• **Your instructions**
Gather each line containing the string "BTreeMap" from these entries.

• **Supplied records**
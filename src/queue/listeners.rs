// SPDX-License-Identifier: MPL-2.0
//! Observer registry for visible-set changes.

use super::toast::Toast;
use std::fmt;

/// Token returned by [`ToastQueue::subscribe`](super::ToastQueue::subscribe).
#[derive(Debug, Clone, Copy, PartialEq, Eq, Hash)]
pub struct SubscriptionId(u64);

type Listener<T> = Box<dyn FnMut(&[Toast<T>])>;

/// Registered listeners, notified in subscription order.
pub(crate) struct Listeners<T> {
    entries: Vec<(SubscriptionId, Listener<T>)>,
    next_id: u64,
}

impl<T> Listeners<T> {
    pub(crate) fn new() -> Self {
        Self {
            entries: Vec::new(),
            next_id: 0,
        }
    }

    pub(crate) fn add(&mut self, listener: Listener<T>) -> SubscriptionId {
        let id = SubscriptionId(self.next_id);
        self.next_id += 1;
        self.entries.push((id, listener));
        id
    }

    /// Returns `true` if the listener was registered.
    pub(crate) fn remove(&mut self, id: SubscriptionId) -> bool {
        let before = self.entries.len();
        self.entries.retain(|(entry, _)| *entry != id);
        self.entries.len() < before
    }

    pub(crate) fn notify(&mut self, visible: &[Toast<T>]) {
        for (_, listener) in &mut self.entries {
            listener(visible);
        }
    }

    pub(crate) fn len(&self) -> usize {
        self.entries.len()
    }
}

impl<T> fmt::Debug for Listeners<T> {
    fn fmt(&self, f: &mut fmt::Formatter<'_>) -> fmt::Result {
        f.debug_struct("Listeners")
            .field("count", &self.entries.len())
            .finish()
    }
}

#[cfg(test)]
mod tests {
    use super::*;
    use std::cell::RefCell;
    use std::rc::Rc;

    #[test]
    fn notify_calls_listeners_in_order() {
        let calls = Rc::new(RefCell::new(Vec::new()));
        let mut listeners: Listeners<()> = Listeners::new();

        for tag in ["first", "second"] {
            let calls = Rc::clone(&calls);
            listeners.add(Box::new(move |_: &[Toast<()>]| calls.borrow_mut().push(tag)));
        }
        listeners.notify(&[]);

        assert_eq!(*calls.borrow(), vec!["first", "second"]);
    }

    #[test]
    fn remove_is_idempotent() {
        let mut listeners: Listeners<()> = Listeners::new();
        let id = listeners.add(Box::new(|_: &[Toast<()>]| {}));

        assert!(listeners.remove(id));
        assert!(!listeners.remove(id));
        assert_eq!(listeners.len(), 0);
    }

    #[test]
    fn ids_are_not_reused() {
        let mut listeners: Listeners<()> = Listeners::new();
        let first = listeners.add(Box::new(|_: &[Toast<()>]| {}));
        listeners.remove(first);
        let second = listeners.add(Box::new(|_: &[Toast<()>]| {}));

        assert_ne!(first, second);
    }
}
pub mod sse;

#[doc(hidden)]
pub mod test_support;
use serde::{Deserialize, Serialize};
use time::{OffsetDateTime, UtcOffset};

/// Wall-clock source, abstracted so counter windows and cooldown deadlines
/// can be tested against a controlled clock.
pub trait Clock: Send + Sync {
    fn now_epoch_seconds(&self) -> u64;

    /// Offset applied when computing day and month boundaries. Minute
    /// boundaries are offset-independent.
    fn local_offset(&self) -> UtcOffset;
}

/// System clock using the host-local zone for calendar boundaries.
///
/// The offset is captured once at construction; the process does not chase
/// DST transitions mid-run.
#[derive(Debug)]
pub struct SystemClock {
    offset: UtcOffset,
}

impl SystemClock {
    pub fn new() -> Self {
        Self {
            offset: UtcOffset::current_local_offset().unwrap_or(UtcOffset::UTC),
        }
    }
}

impl Default for SystemClock {
    fn default() -> Self {
        Self::new()
    }
}

impl Clock for SystemClock {
    fn now_epoch_seconds(&self) -> u64 {
        let now = std::time::SystemTime::now()
            .duration_since(std::time::UNIX_EPOCH)
            .unwrap_or_else(|_| std::time::Duration::from_secs(0));
        now.as_secs()
    }

    fn local_offset(&self) -> UtcOffset {
        self.offset
    }
}

/// Counter accumulation window. Minute boundaries fall on :00 of the current
/// minute; day and month boundaries fall on local-time midnight.
#[derive(Clone, Copy, Debug, PartialEq, Eq, Hash, Serialize, Deserialize)]
#[serde(rename_all = "lowercase")]
pub enum Window {
    Minute,
    Day,
    Month,
}

impl Window {
    pub const ALL: [Window; 3] = [Window::Minute, Window::Day, Window::Month];

    pub fn as_str(&self) -> &'static str {
        match self {
            Window::Minute => "minute",
            Window::Day => "day",
            Window::Month => "month",
        }
    }
}

impl std::fmt::Display for Window {
    fn fmt(&self, f: &mut std::fmt::Formatter<'_>) -> std::fmt::Result {
        f.write_str(self.as_str())
    }
}

/// Latest legal boundary for `window` at or before `now_epoch_seconds`.
pub fn window_start(window: Window, now_epoch_seconds: u64, offset: UtcOffset) -> u64 {
    match window {
        Window::Minute => now_epoch_seconds - now_epoch_seconds % 60,
        Window::Day => calendar_start(now_epoch_seconds, offset, false),
        Window::Month => calendar_start(now_epoch_seconds, offset, true),
    }
}

fn calendar_start(now_epoch_seconds: u64, offset: UtcOffset, first_of_month: bool) -> u64 {
    let now = i64::try_from(now_epoch_seconds).unwrap_or(i64::MAX);
    let Ok(instant) = OffsetDateTime::from_unix_timestamp(now) else {
        return 0;
    };
    let local = instant.to_offset(offset);
    let mut date = local.date();
    if first_of_month {
        date = date.replace_day(1).unwrap_or(date);
    }
    let boundary = date.midnight().assume_offset(offset).unix_timestamp();
    u64::try_from(boundary).unwrap_or(0)
}

#[cfg(test)]
mod tests {
    use super::*;

    // 2024-03-15 14:27:45 UTC
    const NOW: u64 = 1_710_512_865;

    #[test]
    fn minute_boundary_is_start_of_current_minute() {
        assert_eq!(window_start(Window::Minute, NOW, UtcOffset::UTC), NOW - 45);
        assert_eq!(
            window_start(Window::Minute, NOW - 45, UtcOffset::UTC),
            NOW - 45
        );
    }

    #[test]
    fn day_boundary_is_local_midnight() {
        // 2024-03-15 00:00:00 UTC
        assert_eq!(
            window_start(Window::Day, NOW, UtcOffset::UTC),
            1_710_460_800
        );

        // At UTC+05:30 the same instant is still 2024-03-15 local; midnight
        // local is 2024-03-14 18:30 UTC.
        let ist = UtcOffset::from_hms(5, 30, 0).unwrap();
        assert_eq!(window_start(Window::Day, NOW, ist), 1_710_441_000);
    }

    #[test]
    fn month_boundary_is_first_local_midnight() {
        // 2024-03-01 00:00:00 UTC
        assert_eq!(
            window_start(Window::Month, NOW, UtcOffset::UTC),
            1_709_251_200
        );
    }

    #[test]
    fn boundary_is_idempotent_at_the_boundary() {
        for window in Window::ALL {
            let start = window_start(window, NOW, UtcOffset::UTC);
            assert_eq!(window_start(window, start, UtcOffset::UTC), start);
        }
    }

    #[test]
    fn negative_offset_day_rolls_back_across_utc_midnight() {
        // 2024-03-15 01:30:00 UTC is still 2024-03-14 at UTC-08:00.
        let now = 1_710_466_200;
        let pst = UtcOffset::from_hms(-8, 0, 0).unwrap();
        // 2024-03-14 00:00:00 -08:00 == 2024-03-14 08:00:00 UTC
        assert_eq!(window_start(Window::Day, now, pst), 1_710_403_200);
    }
}
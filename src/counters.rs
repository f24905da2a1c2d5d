//! Per-scope usage accounting across the minute/day/month windows.
//!
//! Buckets are rolled forward lazily: any access first discards counters
//! whose window has passed. There is no per-bucket history; the persisted
//! snapshot is the only retention and covers at most the current windows.

use std::collections::{BTreeMap, HashMap};
use std::sync::{Arc, Mutex, RwLock};

use serde::{Deserialize, Serialize};

use crate::clock::{window_start, Clock, Window};

/// A counter-accumulation target. Requests routed through a virtual provider
/// charge the member scope, the virtual scope, and the pair scope; direct
/// access charges the base scope only.
#[derive(Clone, Debug, PartialEq, Eq, Hash)]
pub enum Scope {
    Provider(String),
    Virtual(String),
    VirtualMember {
        virtual_id: String,
        provider_id: String,
    },
}

impl Scope {
    pub fn key(&self) -> String {
        match self {
            Scope::Provider(id) => format!("provider:{id}"),
            Scope::Virtual(id) => format!("virtual:{id}"),
            Scope::VirtualMember {
                virtual_id,
                provider_id,
            } => format!("virtual:{virtual_id}/provider:{provider_id}"),
        }
    }
}

impl std::fmt::Display for Scope {
    fn fmt(&self, f: &mut std::fmt::Formatter<'_>) -> std::fmt::Result {
        f.write_str(&self.key())
    }
}

/// One request's contribution. All five metrics advance together.
#[derive(Clone, Copy, Debug, Default, Serialize, Deserialize)]
pub struct UsageDelta {
    pub requests: u64,
    pub input_tokens: u64,
    pub output_tokens: u64,
    pub errors: u64,
    pub cost_usd_micros: u64,
}

#[derive(Clone, Copy, Debug, Default, Serialize, Deserialize)]
pub struct CounterBucket {
    pub window_start: u64,
    pub requests: u64,
    pub input_tokens: u64,
    pub output_tokens: u64,
    pub errors: u64,
    pub cost_usd_micros: u64,
}

impl CounterBucket {
    fn apply(&mut self, delta: &UsageDelta) {
        self.requests = self.requests.saturating_add(delta.requests);
        self.input_tokens = self.input_tokens.saturating_add(delta.input_tokens);
        self.output_tokens = self.output_tokens.saturating_add(delta.output_tokens);
        self.errors = self.errors.saturating_add(delta.errors);
        self.cost_usd_micros = self.cost_usd_micros.saturating_add(delta.cost_usd_micros);
    }

    fn reset_to(&mut self, start: u64) {
        *self = CounterBucket {
            window_start: start,
            ..CounterBucket::default()
        };
    }

    pub fn total_tokens(&self) -> u64 {
        self.input_tokens.saturating_add(self.output_tokens)
    }
}

#[derive(Clone, Debug, Default, Serialize, Deserialize)]
pub struct ScopeCounters {
    pub minute: CounterBucket,
    pub day: CounterBucket,
    pub month: CounterBucket,
}

impl ScopeCounters {
    pub fn bucket(&self, window: Window) -> &CounterBucket {
        match window {
            Window::Minute => &self.minute,
            Window::Day => &self.day,
            Window::Month => &self.month,
        }
    }

    fn bucket_mut(&mut self, window: Window) -> &mut CounterBucket {
        match window {
            Window::Minute => &mut self.minute,
            Window::Day => &mut self.day,
            Window::Month => &mut self.month,
        }
    }

    /// Zeroes any bucket whose window has passed and stamps the latest legal
    /// boundary. Idempotent for a fixed `now`.
    fn roll_forward(&mut self, now: u64, offset: time::UtcOffset) {
        for window in Window::ALL {
            let boundary = window_start(window, now, offset);
            let bucket = self.bucket_mut(window);
            if bucket.window_start < boundary {
                bucket.reset_to(boundary);
            }
        }
    }
}

/// Point-in-time deep copy of the store, used for the 5-minute persistence
/// cycle and for startup import.
#[derive(Clone, Debug, Default, Serialize, Deserialize)]
pub struct UsageSnapshot {
    #[serde(default)]
    pub saved_at_epoch_seconds: u64,
    #[serde(default)]
    pub scopes: BTreeMap<String, ScopeCounters>,
}

/// Concurrency-safe counter store. The outer map lock is held only long
/// enough to fetch a scope's cell; accumulation happens under the per-scope
/// mutex, and no lock is ever held across upstream I/O.
pub struct CounterStore {
    clock: Arc<dyn Clock>,
    scopes: RwLock<HashMap<String, Arc<Mutex<ScopeCounters>>>>,
}

impl CounterStore {
    pub fn new(clock: Arc<dyn Clock>) -> Self {
        Self {
            clock,
            scopes: RwLock::new(HashMap::new()),
        }
    }

    fn cell(&self, key: &str) -> Arc<Mutex<ScopeCounters>> {
        if let Some(cell) = self.scopes.read().unwrap_or_else(|e| e.into_inner()).get(key) {
            return Arc::clone(cell);
        }
        let mut scopes = self.scopes.write().unwrap_or_else(|e| e.into_inner());
        Arc::clone(
            scopes
                .entry(key.to_string())
                .or_insert_with(|| Arc::new(Mutex::new(ScopeCounters::default()))),
        )
    }

    /// Coherent copy of a scope's counters after roll-forward.
    pub fn snapshot(&self, scope: &Scope) -> ScopeCounters {
        self.snapshot_key(&scope.key())
    }

    pub fn snapshot_key(&self, key: &str) -> ScopeCounters {
        let cell = self.cell(key);
        let mut counters = cell.lock().unwrap_or_else(|e| e.into_inner());
        counters.roll_forward(self.clock.now_epoch_seconds(), self.clock.local_offset());
        counters.clone()
    }

    /// Applies `delta` to all three windows of `scope` atomically.
    pub fn record(&self, scope: &Scope, delta: &UsageDelta) {
        let cell = self.cell(&scope.key());
        let mut counters = cell.lock().unwrap_or_else(|e| e.into_inner());
        counters.roll_forward(self.clock.now_epoch_seconds(), self.clock.local_offset());
        for window in Window::ALL {
            counters.bucket_mut(window).apply(delta);
        }
    }

    /// Zeroes the selected windows and stamps the current boundary.
    pub fn reset(&self, key: &str, windows: &[Window]) {
        let now = self.clock.now_epoch_seconds();
        let offset = self.clock.local_offset();
        let cell = self.cell(key);
        let mut counters = cell.lock().unwrap_or_else(|e| e.into_inner());
        counters.roll_forward(now, offset);
        for window in windows {
            let boundary = window_start(*window, now, offset);
            counters.bucket_mut(*window).reset_to(boundary);
        }
    }

    pub fn export(&self) -> UsageSnapshot {
        let now = self.clock.now_epoch_seconds();
        let offset = self.clock.local_offset();
        let cells: Vec<(String, Arc<Mutex<ScopeCounters>>)> = {
            let scopes = self.scopes.read().unwrap_or_else(|e| e.into_inner());
            scopes
                .iter()
                .map(|(key, cell)| (key.clone(), Arc::clone(cell)))
                .collect()
        };

        let mut snapshot = UsageSnapshot {
            saved_at_epoch_seconds: now,
            scopes: BTreeMap::new(),
        };
        for (key, cell) in cells {
            let mut counters = cell.lock().unwrap_or_else(|e| e.into_inner());
            counters.roll_forward(now, offset);
            snapshot.scopes.insert(key, counters.clone());
        }
        snapshot
    }

    /// Replaces all state. Startup-only: concurrent writers would race the
    /// wholesale swap.
    pub fn import(&self, snapshot: UsageSnapshot) {
        let mut scopes = self.scopes.write().unwrap_or_else(|e| e.into_inner());
        scopes.clear();
        for (key, counters) in snapshot.scopes {
            scopes.insert(key, Arc::new(Mutex::new(counters)));
        }
    }
}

• **The completed task**
use std::collections::{BTreeMap, HashMap};
    pub scopes: BTreeMap<String, ScopeCounters>,
            scopes: BTreeMap::new(),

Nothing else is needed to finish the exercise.